En el mundo hispanohablante históricamente hemos tenido una ventaja a la hora de enfrentarnos a los fraudes online: Muchos de estos fraudes son diseñados para el mercado angloparlante y/o por grupos de ciberdelincuencia que no hablan nuestro idioma. Por ende, partían con desventaja a la hora de engañarnos, ya que probablemente, a poco que nos fijemos en su legibilidad, algo no funcionaba.
Sin embargo, de un tiempo a esta parte la industria del cibercrimen ha crecido tanto que ya es muy habitual encontrarse ante campañas de phishing muy bien elaboradas y localizadas al mercado en cuestión. Este es el caso de la que quería hablar hoy, y que he recibido recientemente: El fraude del aviso de notificación de la DEHÚ.
Índice de contenido
Primero de todo: ¿Qué es eso de la DEHÚ?
DEHÚ es la plataforma de notificación del gobierno de España. Desde hace unos años, y en ese proceso continuo de transformación digital, cada vez más notificaciones se reciben de forma telemática, y para ello, los diferentes ministerios españoles se han ido sumando a la plataforma.
Por tanto, es muy probable que si tienes un requerimiento de Hacienda, o estás esperando alguna subvención, has participado en alguna licitación, o simplemente tienes una empresa a tu nombre y cuentes, por supuesto, con un certificado digital o algún sistema de acceso telemático a servicios gubernamentales, hayas tenido que usar (y pegarte, todo sea dicho) con DEHÚ.
Que no sé tú, pero yo, cada vez que recibo un aviso de notificación de DEHÚ, me pongo nervioso.
En la mayoría de las ocasiones, se trata de una alerta de algún tema relacionado con el ministerio de transformación digital, por eso de que CyberBrainers es una entidad acogida al programa de agente digitalizador del Kit Digital, y este programa, como tantos otros, utiliza DEHÚ como plataforma de notificación.
Pero claro, tú cuando miras el email que te envían, no tienes ni idea de si se trata de algo bueno o malo, siendo esto último lo más habitual.
Incluso con el Kit, ya van varias notificaciones que han supuesto tener que volver a enviar más documentación para seguir siendo agentes digitalizadores, por eso de que el gobierno saca programas y luego, con el tiempo, va cambiando a su antojo los requerimientos para estar adscritos, teniendo los digitalizadores que perder nuevamente tiempo documentando otra vez lo que ya habíamos documentado, y nos habían aceptado, previamente.
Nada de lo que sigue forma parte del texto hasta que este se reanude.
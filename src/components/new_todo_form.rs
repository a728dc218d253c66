//! New Todo Form Component
//!
//! Text input plus Add button. Enter in the input submits too.

use leptos::prelude::*;

use crate::context::use_todo_context;

/// Form for creating new todos
#[component]
pub fn NewTodoForm() -> impl IntoView {
    let ctx = use_todo_context();

    let (new_text, set_new_text) = signal(String::new());

    let create_todo = move |ev: web_sys::SubmitEvent| {
        ev.prevent_default();
        if ctx.add(&new_text.get_untracked()) {
            set_new_text.set(String::new());
        }
    };

    view! {
        <form class="todo-form" on:submit=create_todo>
            <input
                id="todo-input"
                type="text"
                placeholder="Add a new task..."
                prop:value=move || new_text.get()
                on:input=move |ev| set_new_text.set(event_target_value(&ev))
            />
            <button id="add-button" type="submit">"Add"</button>
        </form>
    }
}
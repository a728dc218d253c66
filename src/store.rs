//! Global Application State Store
//!
//! Uses Leptos reactive_stores for fine-grained reactivity.

use leptos::prelude::*;
use reactive_stores::Store;
use todo_core::TodoSession;

use crate::storage::TodoRepository;

/// Global application state
#[derive(Store)]
pub struct AppState {
    /// The todo list, edit state and its storage
    pub session: TodoSession<TodoRepository>,
}

impl AppState {
    pub fn new(session: TodoSession<TodoRepository>) -> Self {
        Self { session }
    }
}

/// Type alias for the store
pub type AppStore = Store<AppState>;

/// Get the app store from context
pub fn use_app_store() -> AppStore {
    expect_context::<AppStore>()
}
Y no solo, sino que, como te decía, DEHÚ es la plataforma que también usa la Agencia Estatal de Administración Tributaria. Y ya sabes que siempre que recibes una notificación de Hacienda, es para mal.
A un servidor, por ejemplo, este año le han hecho dos inspecciones: Una a título personal, y otra a título de la empresa.
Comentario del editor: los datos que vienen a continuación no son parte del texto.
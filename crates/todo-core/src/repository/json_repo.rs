//! JSON Repository
//!
//! Keeps a whole collection as one JSON string under a single key.

use serde::de::DeserializeOwned;
use serde::Serialize;

use crate::domain::{DomainResult, Entity};
use super::codec;
use super::traits::{KeyValueStore, Repository};

/// Repository storing the collection as JSON in a `KeyValueStore`
#[derive(Debug, Clone)]
pub struct JsonRepository<S: KeyValueStore> {
    store: S,
    key: String,
}

impl<S: KeyValueStore> JsonRepository<S> {
    pub fn new(store: S, key: impl Into<String>) -> Self {
        Self { store, key: key.into() }
    }

    pub fn key(&self) -> &str {
        &self.key
    }

    pub fn store(&self) -> &S {
        &self.store
    }
}

impl<S, T> Repository<T> for JsonRepository<S>
where
    S: KeyValueStore,
    T: Entity + Serialize + DeserializeOwned,
{
    fn load(&self) -> DomainResult<Vec<T>> {
        match self.store.get_item(&self.key)? {
            Some(raw) => {
                let entities = codec::decode(&raw)?;
                log::debug!("[STORAGE] Loaded {} records from '{}'", entities.len(), self.key);
                Ok(entities)
            }
            None => {
                log::debug!("[STORAGE] Nothing stored under '{}'", self.key);
                Ok(Vec::new())
            }
        }
    }

    fn save(&self, entities: &[T]) -> DomainResult<()> {
        let json = codec::encode(entities)?;
        self.store.set_item(&self.key, &json)?;
        log::debug!("[STORAGE] Saved {} records to '{}'", entities.len(), self.key);
        Ok(())
    }
}
//! Todo Row Component
//!
//! One `li` of the list, either showing the todo or editing it.

use leptos::prelude::*;
use todo_core::TodoItem;

use crate::components::TodoEditor;
use crate::context::use_todo_context;
use crate::display;
use crate::store::{use_app_store, AppStateStoreFields};

/// A single todo row
#[component]
pub fn TodoRow(todo: TodoItem) -> impl IntoView {
    let ctx = use_todo_context();
    let store = use_app_store();

    let id = todo.id;
    let completed = todo.completed;
    let text = todo.text;
    let is_editing = move || store.session().read().editing() == Some(id);

    view! {
        <li class="todo-item" data-id=id.to_string()>
            {move || if is_editing() {
                view! { <TodoEditor id=id initial_text=text.clone() /> }.into_any()
            } else {
                view! {
                    <input
                        type="checkbox"
                        prop:checked=completed
                        on:change=move |_| ctx.toggle(id)
                    />
                    <span class=display::text_class(completed)>{text.clone()}</span>
                    <button class="edit-btn" on:click=move |_| ctx.begin_edit(id)>"Edit"</button>
                    <button class="delete-btn" on:click=move |_| ctx.delete(id)>"Delete"</button>
                }.into_any()
            }}
        </li>
    }
}
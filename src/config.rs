//! Application Configuration
//!
//! Build-time settings. Override with `TODO_STORAGE_KEY` / `TODO_LOG_LEVEL`
//! in the environment of the wasm build.

use log::Level;

/// Storage key shared with the plain-JS version of the page
pub const DEFAULT_STORAGE_KEY: &str = "todos";

#[derive(Debug, Clone, PartialEq)]
pub struct AppConfig {
    /// Key the todo list is stored under in `localStorage`
    pub storage_key: String,
    /// Minimum level forwarded to the browser console
    pub log_level: Level,
}

impl Default for AppConfig {
    fn default() -> Self {
        Self {
            storage_key: DEFAULT_STORAGE_KEY.to_string(),
            log_level: Level::Info,
        }
    }
}

impl AppConfig {
    /// Config baked in at compile time
    pub fn from_build_env() -> Self {
        Self::from_values(option_env!("TODO_STORAGE_KEY"), option_env!("TODO_LOG_LEVEL"))
    }

    fn from_values(storage_key: Option<&str>, log_level: Option<&str>) -> Self {
        let defaults = Self::default();
        Self {
            storage_key: storage_key
                .map(str::trim)
                .filter(|key| !key.is_empty())
                .map(str::to_string)
                .unwrap_or(defaults.storage_key),
            log_level: log_level
                .and_then(parse_level)
                .unwrap_or(defaults.log_level),
        }
    }
}

fn parse_level(s: &str) -> Option<Level> {
    match s.trim().to_lowercase().as_str() {
        "error" => Some(Level::Error),
        "warn" | "warning" => Some(Level::Warn),
        "info" => Some(Level::Info),
        "debug" => Some(Level::Debug),
        "trace" => Some(Level::Trace),
        _ => None,
    }
}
En ambas he podido salir airoso (lo tengo todo regularizado), pero ya sabes cómo va la cosa: Aunque hayas hecho todo bien, puede que no te lo acepten, como le pasó a Èlia hace ya un par de años con otra inspección en la que incluso le echaron para atrás viajes de ida y vuelta para dar conferencias, ya que según el inspector asignado, eso no era por trabajo, es por ocio (claro, te vas un día a la otra punta del mundo, das una conferencia y presentas pruebas de ello, y vuelves al día siguiente, porque te gusta viajar en avión…).
En fin, que sea como fuere, ahora, que estamos en fechas de presentar la Renta, los cibercriminales están lanzando ya campañas de fraude haciéndose pasar por Hacienda.
Y la que he recibido yo la semana pasada perfectamente podría haber pasado por verídica.
Cómo funciona el fraude del Aviso de notificación de la DEHÚ
Echas las presentaciones anteriores, paso a definir cómo fue el ataque, y por qué estuve a puntito de picar.
Pero antes, una matización: Al menos a un servidor siempre que recibo una notificación de la DEHÚ, la suelo recibir por duplicado, supongo que porque tengo dos correos (personal y corporativo) asociados.
Por eso, me sorprendió que un día como hoy, a la tarde, recibiera una única notificación de la DEHÚ al correo corporativo.
Sin embargo, daba la casualidad que ese mismo día, a la mañana, había recibido varias, por lo que perfectamente podría tratarse o de un email que se envió más tarde de lo previsto, o de otra nueva notificación.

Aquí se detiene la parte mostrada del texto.